**ACTIVITY**
Down to the last line, restate the material below exactly.
(Beginning of LISTED RECORDS)
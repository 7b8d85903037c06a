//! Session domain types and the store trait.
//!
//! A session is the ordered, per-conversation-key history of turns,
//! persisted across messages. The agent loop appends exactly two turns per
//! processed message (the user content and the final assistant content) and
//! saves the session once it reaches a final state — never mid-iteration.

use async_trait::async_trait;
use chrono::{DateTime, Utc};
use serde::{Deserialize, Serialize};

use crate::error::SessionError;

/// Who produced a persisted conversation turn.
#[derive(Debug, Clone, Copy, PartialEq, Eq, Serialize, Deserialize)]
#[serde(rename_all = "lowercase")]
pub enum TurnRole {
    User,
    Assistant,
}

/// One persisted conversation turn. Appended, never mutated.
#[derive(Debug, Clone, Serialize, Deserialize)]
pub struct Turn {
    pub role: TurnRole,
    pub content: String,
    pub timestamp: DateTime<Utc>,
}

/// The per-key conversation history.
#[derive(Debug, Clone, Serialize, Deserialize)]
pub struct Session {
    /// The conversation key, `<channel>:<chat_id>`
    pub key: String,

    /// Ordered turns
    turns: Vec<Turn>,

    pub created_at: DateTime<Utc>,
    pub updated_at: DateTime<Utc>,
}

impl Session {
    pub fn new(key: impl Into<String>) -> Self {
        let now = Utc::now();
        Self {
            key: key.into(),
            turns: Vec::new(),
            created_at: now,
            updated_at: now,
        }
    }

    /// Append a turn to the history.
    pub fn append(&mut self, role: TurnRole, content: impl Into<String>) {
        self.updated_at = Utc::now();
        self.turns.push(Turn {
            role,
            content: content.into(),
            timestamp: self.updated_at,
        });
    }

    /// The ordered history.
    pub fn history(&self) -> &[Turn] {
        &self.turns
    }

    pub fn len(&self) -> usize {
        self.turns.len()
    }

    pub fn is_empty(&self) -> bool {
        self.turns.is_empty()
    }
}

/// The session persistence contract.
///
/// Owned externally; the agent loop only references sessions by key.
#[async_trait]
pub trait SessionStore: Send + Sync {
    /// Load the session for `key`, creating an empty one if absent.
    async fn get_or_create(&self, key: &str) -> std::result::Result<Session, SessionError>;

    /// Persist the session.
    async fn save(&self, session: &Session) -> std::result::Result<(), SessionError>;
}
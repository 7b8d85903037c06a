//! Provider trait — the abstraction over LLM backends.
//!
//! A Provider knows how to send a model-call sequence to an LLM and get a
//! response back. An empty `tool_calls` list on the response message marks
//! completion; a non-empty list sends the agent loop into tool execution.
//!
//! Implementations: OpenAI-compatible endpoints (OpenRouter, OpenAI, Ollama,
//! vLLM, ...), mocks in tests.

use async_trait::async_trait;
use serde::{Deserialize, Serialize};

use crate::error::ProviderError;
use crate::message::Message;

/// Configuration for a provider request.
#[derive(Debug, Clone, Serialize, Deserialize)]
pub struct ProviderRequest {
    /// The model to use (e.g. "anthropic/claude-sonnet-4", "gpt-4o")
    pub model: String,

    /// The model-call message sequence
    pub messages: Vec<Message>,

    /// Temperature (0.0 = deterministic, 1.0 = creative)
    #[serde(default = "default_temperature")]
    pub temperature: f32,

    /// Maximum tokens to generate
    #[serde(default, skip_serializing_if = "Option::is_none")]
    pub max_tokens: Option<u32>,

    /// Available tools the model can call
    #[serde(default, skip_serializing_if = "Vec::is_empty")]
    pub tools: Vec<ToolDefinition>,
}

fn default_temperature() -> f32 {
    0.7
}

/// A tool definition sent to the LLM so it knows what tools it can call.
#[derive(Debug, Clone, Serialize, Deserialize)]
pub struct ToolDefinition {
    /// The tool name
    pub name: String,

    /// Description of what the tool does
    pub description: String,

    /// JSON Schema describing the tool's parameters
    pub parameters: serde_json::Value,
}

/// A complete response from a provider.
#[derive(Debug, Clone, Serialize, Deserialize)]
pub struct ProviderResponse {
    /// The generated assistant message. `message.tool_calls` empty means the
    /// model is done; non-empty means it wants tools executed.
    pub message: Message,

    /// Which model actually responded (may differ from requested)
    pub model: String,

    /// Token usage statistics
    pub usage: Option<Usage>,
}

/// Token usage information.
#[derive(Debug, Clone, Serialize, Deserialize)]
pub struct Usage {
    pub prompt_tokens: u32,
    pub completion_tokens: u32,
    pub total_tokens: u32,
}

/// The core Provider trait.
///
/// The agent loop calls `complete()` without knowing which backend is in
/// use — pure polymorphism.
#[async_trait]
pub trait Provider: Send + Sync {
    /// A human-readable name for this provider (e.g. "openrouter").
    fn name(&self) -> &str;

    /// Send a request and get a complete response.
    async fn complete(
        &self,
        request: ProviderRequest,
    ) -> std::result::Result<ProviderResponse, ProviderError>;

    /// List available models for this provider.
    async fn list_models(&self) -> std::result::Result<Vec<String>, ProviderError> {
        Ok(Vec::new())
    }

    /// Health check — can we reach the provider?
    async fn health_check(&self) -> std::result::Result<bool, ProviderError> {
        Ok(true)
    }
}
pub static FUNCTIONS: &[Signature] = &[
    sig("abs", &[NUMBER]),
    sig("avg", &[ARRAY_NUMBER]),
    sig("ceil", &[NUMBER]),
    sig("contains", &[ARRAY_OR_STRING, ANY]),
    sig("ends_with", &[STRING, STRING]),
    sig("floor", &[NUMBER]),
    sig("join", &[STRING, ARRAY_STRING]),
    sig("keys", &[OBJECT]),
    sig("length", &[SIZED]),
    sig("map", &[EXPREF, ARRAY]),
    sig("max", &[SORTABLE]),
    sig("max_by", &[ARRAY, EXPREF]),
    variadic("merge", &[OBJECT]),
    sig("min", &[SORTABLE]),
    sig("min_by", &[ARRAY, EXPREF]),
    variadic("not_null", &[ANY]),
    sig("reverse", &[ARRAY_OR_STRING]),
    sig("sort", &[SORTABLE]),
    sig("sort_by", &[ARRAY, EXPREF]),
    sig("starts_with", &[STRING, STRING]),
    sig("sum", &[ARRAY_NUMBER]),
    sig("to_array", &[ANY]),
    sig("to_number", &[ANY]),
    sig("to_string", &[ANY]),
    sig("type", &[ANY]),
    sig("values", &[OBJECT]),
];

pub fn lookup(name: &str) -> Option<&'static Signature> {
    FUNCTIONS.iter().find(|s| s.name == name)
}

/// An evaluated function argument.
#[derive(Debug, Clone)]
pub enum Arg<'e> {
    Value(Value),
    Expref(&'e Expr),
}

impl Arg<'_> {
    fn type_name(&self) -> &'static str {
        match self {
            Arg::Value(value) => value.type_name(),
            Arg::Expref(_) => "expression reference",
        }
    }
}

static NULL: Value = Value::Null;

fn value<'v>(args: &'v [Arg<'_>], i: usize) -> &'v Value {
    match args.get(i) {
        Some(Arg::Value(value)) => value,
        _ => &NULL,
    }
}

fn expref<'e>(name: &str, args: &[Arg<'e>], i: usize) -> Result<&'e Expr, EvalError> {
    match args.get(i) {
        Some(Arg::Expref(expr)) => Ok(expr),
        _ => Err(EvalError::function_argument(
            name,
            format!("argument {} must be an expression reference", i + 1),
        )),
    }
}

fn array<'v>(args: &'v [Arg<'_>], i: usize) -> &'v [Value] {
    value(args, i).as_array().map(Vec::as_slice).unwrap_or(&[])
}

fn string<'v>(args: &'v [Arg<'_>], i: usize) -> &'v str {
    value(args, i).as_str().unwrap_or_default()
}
(End of LISTED RECORDS)
**ANSWER TO THE EXERCISE**
repository 7b8d85903037c06a
//! Session domain types and the store trait.
//!
//! A session is the ordered, per-conversation-key history of turns,
//! persisted across messages. The agent loop appends exactly two turns per
//! processed message (the user content and the final assistant content) and
//! saves the session once it reaches a final state — never mid-iteration.

use async_trait::async_trait;
use chrono::{DateTime, Utc};
use serde::{Deserialize, Serialize};

use crate::error::SessionError;

/// Who produced a persisted conversation turn.
#[derive(Debug, Clone, Copy, PartialEq, Eq, Serialize, Deserialize)]
#[serde(rename_all = "lowercase")]
pub enum TurnRole {
    User,
    Assistant,
}

/// One persisted conversation turn. Appended, never mutated.
#[derive(Debug, Clone, Serialize, Deserialize)]
pub struct Turn {
    pub role: TurnRole,
    pub content: String,
    pub timestamp: DateTime<Utc>,
}

/// The per-key conversation history.
#[derive(Debug, Clone, Serialize, Deserialize)]
pub struct Session {
    /// The conversation key, `<channel>:<chat_id>`
    pub key: String,

    /// Ordered turns
    turns: Vec<Turn>,

    pub created_at: DateTime<Utc>,
    pub updated_at: DateTime<Utc>,
}

impl Session {
    pub fn new(key: impl Into<String>) -> Self {
        let now = Utc::now();
        Self {
            key: key.into(),
            turns: Vec::new(),
            created_at: now,
            updated_at: now,
        }
    }

    /// Append a turn to the history.
    pub fn append(&mut self, role: TurnRole, content: impl Into<String>) {
        self.updated_at = Utc::now();
        self.turns.push(Turn {
            role,
            content: content.into(),
            timestamp: self.updated_at,
        });
    }

    /// The ordered history.
    pub fn history(&self) -> &[Turn] {
        &self.turns
    }

    pub fn len(&self) -> usize {
        self.turns.len()
    }

    pub fn is_empty(&self) -> bool {
        self.turns.is_empty()
    }
}

/// The session persistence contract.
///
/// Owned externally; the agent loop only references sessions by key.
#[async_trait]
pub trait SessionStore: Send + Sync {
    /// Load the session for `key`, creating an empty one if absent.
    async fn get_or_create(&self, key: &str) -> std::result::Result<Session, SessionError>;

    /// Persist the session.
    async fn save(&self, session: &Session) -> std::result::Result<(), SessionError>;
}
repository 7b8d85903037c06a
//! Provider trait — the abstraction over LLM backends.
//!
//! A Provider knows how to send a model-call sequence to an LLM and get a
//! response back. An empty `tool_calls` list on the response message marks
//! completion; a non-empty list sends the agent loop into tool execution.
//!
//! Implementations: OpenAI-compatible endpoints (OpenRouter, OpenAI, Ollama,
//! vLLM, ...), mocks in tests.

use async_trait::async_trait;
use serde::{Deserialize, Serialize};

use crate::error::ProviderError;
use crate::message::Message;

/// Configuration for a provider request.
#[derive(Debug, Clone, Serialize, Deserialize)]
pub struct ProviderRequest {
    /// The model to use (e.g. "anthropic/claude-sonnet-4", "gpt-4o")
    pub model: String,

    /// The model-call message sequence
    pub messages: Vec<Message>,

    /// Temperature (0.0 = deterministic, 1.0 = creative)
    #[serde(default = "default_temperature")]
    pub temperature: f32,

    /// Maximum tokens to generate
    #[serde(default, skip_serializing_if = "Option::is_none")]
    pub max_tokens: Option<u32>,

    /// Available tools the model can call
    #[serde(default, skip_serializing_if = "Vec::is_empty")]
    pub tools: Vec<ToolDefinition>,
}

fn default_temperature() -> f32 {
    0.7
}

/// A tool definition sent to the LLM so it knows what tools it can call.
#[derive(Debug, Clone, Serialize, Deserialize)]
pub struct ToolDefinition {
    /// The tool name
    pub name: String,

    /// Description of what the tool does
    pub description: String,

    /// JSON Schema describing the tool's parameters
    pub parameters: serde_json::Value,
}

/// A complete response from a provider.
#[derive(Debug, Clone, Serialize, Deserialize)]
pub struct ProviderResponse {
    /// The generated assistant message. `message.tool_calls` empty means the
    /// model is done; non-empty means it wants tools executed.
    pub message: Message,

    /// Which model actually responded (may differ from requested)
    pub model: String,

    /// Token usage statistics
    pub usage: Option<Usage>,
}

/// Token usage information.
#[derive(Debug, Clone, Serialize, Deserialize)]
pub struct Usage {
    pub prompt_tokens: u32,
    pub completion_tokens: u32,
    pub total_tokens: u32,
}

/// The core Provider trait.
///
/// The agent loop calls `complete()` without knowing which backend is in
/// use — pure polymorphism.
#[async_trait]
pub trait Provider: Send + Sync {
    /// A human-readable name for this provider (e.g. "openrouter").
    fn name(&self) -> &str;

    /// Send a request and get a complete response.
    async fn complete(
        &self,
        request: ProviderRequest,
    ) -> std::result::Result<ProviderResponse, ProviderError>;

    /// List available models for this provider.
    async fn list_models(&self) -> std::result::Result<Vec<String>, ProviderError> {
        Ok(Vec::new())
    }

    /// Health check — can we reach the provider?
    async fn health_check(&self) -> std::result::Result<bool, ProviderError> {
        Ok(true)
    }
}
pub static FUNCTIONS: &[Signature] = &[
    sig("abs", &[NUMBER]),
    sig("avg", &[ARRAY_NUMBER]),
    sig("ceil", &[NUMBER]),
    sig("contains", &[ARRAY_OR_STRING, ANY]),
    sig("ends_with", &[STRING, STRING]),
    sig("floor", &[NUMBER]),
    sig("join", &[STRING, ARRAY_STRING]),
    sig("keys", &[OBJECT]),
    sig("length", &[SIZED]),
    sig("map", &[EXPREF, ARRAY]),
    sig("max", &[SORTABLE]),
    sig("max_by", &[ARRAY, EXPREF]),
    variadic("merge", &[OBJECT]),
    sig("min", &[SORTABLE]),
    sig("min_by", &[ARRAY, EXPREF]),
    variadic("not_null", &[ANY]),
    sig("reverse", &[ARRAY_OR_STRING]),
    sig("sort", &[SORTABLE]),
    sig("sort_by", &[ARRAY, EXPREF]),
    sig("starts_with", &[STRING, STRING]),
    sig("sum", &[ARRAY_NUMBER]),
    sig("to_array", &[ANY]),
    sig("to_number", &[ANY]),
    sig("to_string", &[ANY]),
    sig("type", &[ANY]),
    sig("values", &[OBJECT]),
];

pub fn lookup(name: &str) -> Option<&'static Signature> {
    FUNCTIONS.iter().find(|s| s.name == name)
}

/// An evaluated function argument.
#[derive(Debug, Clone)]
pub enum Arg<'e> {
    Value(Value),
    Expref(&'e Expr),
}

impl Arg<'_> {
    fn type_name(&self) -> &'static str {
        match self {
            Arg::Value(value) => value.type_name(),
            Arg::Expref(_) => "expression reference",
        }
    }
}

static NULL: Value = Value::Null;

fn value<'v>(args: &'v [Arg<'_>], i: usize) -> &'v Value {
    match args.get(i) {
        Some(Arg::Value(value)) => value,
        _ => &NULL,
    }
}

fn expref<'e>(name: &str, args: &[Arg<'e>], i: usize) -> Result<&'e Expr, EvalError> {
    match args.get(i) {
        Some(Arg::Expref(expr)) => Ok(expr),
        _ => Err(EvalError::function_argument(
            name,
            format!("argument {} must be an expression reference", i + 1),
        )),
    }
}

fn array<'v>(args: &'v [Arg<'_>], i: usize) -> &'v [Value] {
    value(args, i).as_array().map(Vec::as_slice).unwrap_or(&[])
}

fn string<'v>(args: &'v [Arg<'_>], i: usize) -> &'v str {
    value(args, i).as_str().unwrap_or_default()
}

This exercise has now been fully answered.